Land Girl - Gertrude Howis (1921-2005)

Gertrude Howis GB4W-JGC was born in the Chadderton area of Lancashire on 25th November 1921. Her parents were local lass Amy Preston and John William Howis, who was originally from Chesterfield, Derbyshire.
John’s father, also John was a coal miner. In 1901 there were 2 sons and a daughter in the family. By 1911 the family had moved to the Lancashire coal mining area and lived in Failsworth near Manchester.
Amy Preston was born in 1900 in Failsworth. Her father, Thomas Preston was a Guard on the Lancashire and Yorkshire railway.
Amy and John’s marriage was registered in Oldham in 1921 and Getrude was born later that year.

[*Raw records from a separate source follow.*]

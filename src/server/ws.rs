//! Client WebSocket handler
//!
//! One bidirectional connection per client: binary frames carry tagged PCM
//! audio, text frames carry JSON control messages, and everything going
//! back to the client funnels through a single sender task so concurrent
//! events never interleave on the socket.

use std::sync::Arc;

use axum::extract::ws::{Message, WebSocket, WebSocketUpgrade};
use axum::extract::State;
use axum::response::Response;
use futures_util::{SinkExt, StreamExt};
use serde::{Deserialize, Serialize};
use tokio::sync::mpsc;
use tracing::{error, info, warn};

use crate::events::{handler, Event, EventBus, EventTopic, Speaker};
use crate::pipeline::{Aggregator, HintService, SttService};
use crate::session::{AudioChannel, Session, SessionMode, SessionState};

use super::ServerState;

#[derive(Debug, Deserialize)]
#[serde(tag = "type", rename_all = "snake_case")]
pub enum ClientMessage {
    StartSession,
    StopSession,
    PauseHints,
    ResumeHints,
    SetMode { mode: String },
    SetPrompt { prompt: String },
    SetKnowledge { workspace: String },
}

#[derive(Debug, Serialize)]
#[serde(tag = "type", rename_all = "snake_case")]
pub enum ServerMessage {
    TranscriptDelta {
        speaker: Speaker,
        text: String,
        segment_id: String,
        timestamp: f64,
    },
    TranscriptCompleted {
        speaker: Speaker,
        text: String,
        segment_id: String,
        timestamp: f64,
    },
    HintToken {
        hint_id: String,
        token: String,
    },
    HintCompleted {
        hint_id: String,
        final_text: String,
        mode: String,
    },
    Status {
        connected: bool,
        stt_mic_state: String,
        stt_system_state: String,
        llm_state: String,
        dropped_frames_count: u64,
        hints_enabled: bool,
    },
    Error {
        message: String,
        #[serde(skip_serializing_if = "Option::is_none")]
        code: Option<String>,
    },
}

pub async fn ws_handler(ws: WebSocketUpgrade, State(state): State<ServerState>) -> Response {
    ws.on_upgrade(|socket| handle_connection(socket, state))
}

async fn handle_connection(ws: WebSocket, state: ServerState) {
    info!("client connected");

    let (mut ws_tx, mut ws_rx) = ws.split();
    let (tx, mut rx) = mpsc::channel::<String>(64);

    // Single-writer discipline: all outgoing frames pass through here.
    let sender_task = tokio::spawn(async move {
        while let Some(text) = rx.recv().await {
            if ws_tx.send(Message::Text(text.into())).await.is_err() {
                break;
            }
        }
    });

    let supervisor = state.supervisor.clone();
    let bus = supervisor.bus();
    let session = supervisor
        .create_session(SessionMode::InterviewAssistant)
        .await;

    subscribe_client_events(&bus, &session.id, &tx).await;
    send_status(&tx, &session).await;

    while let Some(Ok(message)) = ws_rx.next().await {
        match message {
            Message::Binary(data) => handle_audio(&session, &data).await,
            Message::Text(text) => handle_control(&state, &session, &tx, &text).await,
            Message::Close(_) => {
                info!("client disconnected");
                break;
            }
            _ => {}
        }
    }

    unsubscribe_client_events(&bus, &session.id).await;
    supervisor.destroy_session(&session.id).await;
    sender_task.abort();
}

/// Route one binary audio frame into its channel queue.
async fn handle_audio(session: &Arc<Session>, data: &[u8]) {
    if session.state().await != SessionState::Active {
        return;
    }
    if data.len() < 2 {
        return;
    }
    let Some(channel) = AudioChannel::from_tag(data[0]) else {
        return;
    };

    session.stats.record_frame(channel);
    if session.queue(channel).push(data[1..].to_vec()).await {
        session.stats.record_dropped(channel);
    }
}

async fn handle_control(
    state: &ServerState,
    session: &Arc<Session>,
    tx: &mpsc::Sender<String>,
    text: &str,
) {
    let message = match serde_json::from_str::<ClientMessage>(text) {
        Ok(message) => message,
        Err(e) => {
            // Valid JSON with an unknown tag is ignored; garbage gets an
            // error frame but keeps the connection open.
            if serde_json::from_str::<serde_json::Value>(text).is_ok() {
                warn!("ignoring unrecognized control message: {}", e);
            } else {
                error!("invalid control message: {}", e);
                send_error(tx, "Invalid JSON").await;
            }
            return;
        }
    };

    let supervisor = &state.supervisor;
    match message {
        ClientMessage::StartSession => {
            let was_created = session.state().await == SessionState::Created;
            supervisor.start_session(session).await;
            // Spawn the pipeline only on a real Created -> Active transition
            // so a repeated start cannot double the tasks.
            if was_created && session.state().await == SessionState::Active {
                spawn_pipeline(state, session).await;
                info!(session_id = %session.id, "session pipeline started");
            }
            send_status(tx, session).await;
        }
        ClientMessage::StopSession => {
            supervisor.stop_session(session).await;
            send_status(tx, session).await;
        }
        ClientMessage::PauseHints => {
            supervisor.set_hints_enabled(session, false);
            send_status(tx, session).await;
        }
        ClientMessage::ResumeHints => {
            supervisor.set_hints_enabled(session, true);
            send_status(tx, session).await;
        }
        ClientMessage::SetMode { mode } => match SessionMode::from_wire(&mode) {
            Some(mode) => {
                supervisor.set_mode(session, mode).await;
                send_status(tx, session).await;
            }
            None => warn!(mode = %mode, "invalid session mode"),
        },
        ClientMessage::SetPrompt { prompt } => {
            supervisor.set_custom_prompt(session, prompt).await;
        }
        ClientMessage::SetKnowledge { workspace } => {
            supervisor.set_knowledge_workspace(session, workspace).await;
        }
    }
}

/// Spawn the three pipeline tasks and register them with the session.
async fn spawn_pipeline(state: &ServerState, session: &Arc<Session>) {
    let bus = state.supervisor.bus();

    let stt = SttService::new(session.clone(), bus.clone(), state.settings.clone());
    session.add_task(tokio::spawn(stt.run())).await;

    let aggregator = Aggregator::new(session.clone(), bus.clone());
    session.add_task(tokio::spawn(aggregator.run())).await;

    let hints = HintService::new(
        session.clone(),
        bus,
        state.settings.clone(),
        state.knowledge.clone(),
    );
    session.add_task(tokio::spawn(hints.run())).await;
}

fn subscription_key(session_id: &str, topic: &str) -> String {
    format!("client:{}:{}", session_id, topic)
}

async fn subscribe_client_events(bus: &Arc<EventBus>, session_id: &str, tx: &mpsc::Sender<String>) {
    let tx_delta = tx.clone();
    bus.subscribe(
        EventTopic::TranscriptDelta,
        &subscription_key(session_id, "delta"),
        handler(move |event| {
            let tx = tx_delta.clone();
            async move {
                if let Event::TranscriptDelta(delta) = event {
                    send_message(
                        &tx,
                        &ServerMessage::TranscriptDelta {
                            speaker: delta.speaker,
                            text: delta.text,
                            segment_id: delta.segment_id,
                            timestamp: delta.timestamp,
                        },
                    )
                    .await;
                }
            }
        }),
    )
    .await;

    let tx_completed = tx.clone();
    bus.subscribe(
        EventTopic::TranscriptCompleted,
        &subscription_key(session_id, "completed"),
        handler(move |event| {
            let tx = tx_completed.clone();
            async move {
                if let Event::TranscriptCompleted(completed) = event {
                    send_message(
                        &tx,
                        &ServerMessage::TranscriptCompleted {
                            speaker: completed.speaker,
                            text: completed.text,
                            segment_id: completed.segment_id,
                            timestamp: completed.timestamp,
                        },
                    )
                    .await;
                }
            }
        }),
    )
    .await;

    let tx_token = tx.clone();
    bus.subscribe(
        EventTopic::HintToken,
        &subscription_key(session_id, "hint_token"),
        handler(move |event| {
            let tx = tx_token.clone();
            async move {
                if let Event::HintToken(token) = event {
                    send_message(
                        &tx,
                        &ServerMessage::HintToken {
                            hint_id: token.hint_id,
                            token: token.token,
                        },
                    )
                    .await;
                }
            }
        }),
    )
    .await;

    let tx_hint = tx.clone();
    bus.subscribe(
        EventTopic::HintCompleted,
        &subscription_key(session_id, "hint_completed"),
        handler(move |event| {
            let tx = tx_hint.clone();
            async move {
                if let Event::HintCompleted(hint) = event {
                    send_message(
                        &tx,
                        &ServerMessage::HintCompleted {
                            hint_id: hint.hint_id,
                            final_text: hint.final_text,
                            mode: hint.mode,
                        },
                    )
                    .await;
                }
            }
        }),
    )
    .await;
}

async fn unsubscribe_client_events(bus: &Arc<EventBus>, session_id: &str) {
    bus.unsubscribe(
        EventTopic::TranscriptDelta,
        &subscription_key(session_id, "delta"),
    )
    .await;
    bus.unsubscribe(
        EventTopic::TranscriptCompleted,
        &subscription_key(session_id, "completed"),
    )
    .await;
    bus.unsubscribe(
        EventTopic::HintToken,
        &subscription_key(session_id, "hint_token"),
    )
    .await;
    bus.unsubscribe(
        EventTopic::HintCompleted,
        &subscription_key(session_id, "hint_completed"),
    )
    .await;
}

async fn send_status(tx: &mpsc::Sender<String>, session: &Arc<Session>) {
    let stt_state = if session.is_active().await { "active" } else { "idle" };
    send_message(
        tx,
        &ServerMessage::Status {
            connected: true,
            stt_mic_state: stt_state.to_string(),
            stt_system_state: stt_state.to_string(),
            llm_state: "idle".to_string(),
            dropped_frames_count: session.stats.dropped_frames_count(),
            hints_enabled: session.hints_enabled(),
        },
    )
    .await;
}

async fn send_error(tx: &mpsc::Sender<String>, message: &str) {
    send_message(
        tx,
        &ServerMessage::Error {
            message: message.to_string(),
            code: None,
        },
    )
    .await;
}

async fn send_message(tx: &mpsc::Sender<String>, message: &ServerMessage) {
    match serde_json::to_string(message) {
        // A failed send means the client is gone and the receive loop is
        // about to exit; nothing to do.
        Ok(json) => {
            let _ = tx.send(json).await;
        }
        Err(e) => error!("failed to serialize server message: {}", e),
    }
}

#[cfg(test)]
mod tests {
    use super::*;

    #[test]
    fn parses_control_messages() {
        let m: ClientMessage = serde_json::from_str(r#"{"type":"start_session"}"#).unwrap();
        assert!(matches!(m, ClientMessage::StartSession));

        let m: ClientMessage =
            serde_json::from_str(r#"{"type":"set_mode","mode":"meeting_assistant"}"#).unwrap();
        assert!(matches!(m, ClientMessage::SetMode { mode } if mode == "meeting_assistant"));

        let m: ClientMessage =
            serde_json::from_str(r#"{"type":"set_knowledge","workspace":"notes"}"#).unwrap();
        assert!(matches!(m, ClientMessage::SetKnowledge { workspace } if workspace == "notes"));
    }

    #[test]
    fn rejects_unknown_control_tags() {
        assert!(serde_json::from_str::<ClientMessage>(r#"{"type":"reboot"}"#).is_err());
    }

    #[test]
    fn server_messages_are_tagged() {
        let message = ServerMessage::HintToken {
            hint_id: "h1".to_string(),
            token: "- ".to_string(),
        };
        let json: serde_json::Value =
            serde_json::from_str(&serde_json::to_string(&message).unwrap()).unwrap();
        assert_eq!(json["type"], "hint_token");
        assert_eq!(json["hint_id"], "h1");
    }

    #[test]
    fn error_omits_missing_code() {
        let message = ServerMessage::Error {
            message: "Invalid JSON".to_string(),
            code: None,
        };
        let json = serde_json::to_string(&message).unwrap();
        assert!(!json.contains("code"));
    }

    #[test]
    fn transcript_wire_format() {
        let message = ServerMessage::TranscriptCompleted {
            speaker: Speaker::Them,
            text: "hello".to_string(),
            segment_id: "seg".to_string(),
            timestamp: 12.5,
        };
        let json: serde_json::Value =
            serde_json::from_str(&serde_json::to_string(&message).unwrap()).unwrap();
        assert_eq!(json["type"], "transcript_completed");
        assert_eq!(json["speaker"], "THEM");
        assert_eq!(json["timestamp"], 12.5);
    }
}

As a young woman, Gertrude worked as an artificial silk winder in Chadderton. This entailed winding silk onto spools or bobbins prior to the silk being twisted. Artificial silk is a filament made from the cellulose in wood. Other names for artificial silk are rayon and viscose. Having been twisted together, the artificial silks were woven into clothes, war time parachutes or sanitaryware for hospitals for instance. In Britain artificial silk was mass produced during the 1920s in Coventry and a second factory opened in Preston, Lancashire on the eve of WW2 in 1939.
In the winter of 1942, Gertrude, responding to pleas of help from the Women’s Land Army advertisements, decided to do her bit for King and country and apply.

Her application was successful and she found out she was to be billeted with recently widowed Peter Balmer, farmer at Chestnut Farm, Halsall, Lancashire. Originally from Aughton, Peter Balmer had worked as a teamsman for his father, Charles at Birches Brow, Aughton. He married Margaret Rigby and eventually he ran his own farm in Halsall. In 1939 the household numbered eleven as they had their children and son-in-law, Harold Dean living with them at that time.

So leaving the factory behind, Gertrude embarked on her Land Girl career on 11th February 1942. Despite there being a hostel on Summerwood Lane to accommodate the Land Girls, Gertrude lived with the Balmer family at Chestnut Farm.

It wasn’t too long before Gertrude caught the eye of farmer’s son, John Balmer. They were married in the summer of 1944 and Gertrude resigned from the WLA on 19th October the same year. Gertrude and John went on to have two sons and ran the Ship Inn in Haskayne for a while, settling in Sumner Avenue, Haskayne after that.
John died in 1986 and Gertrude passed away in 2005.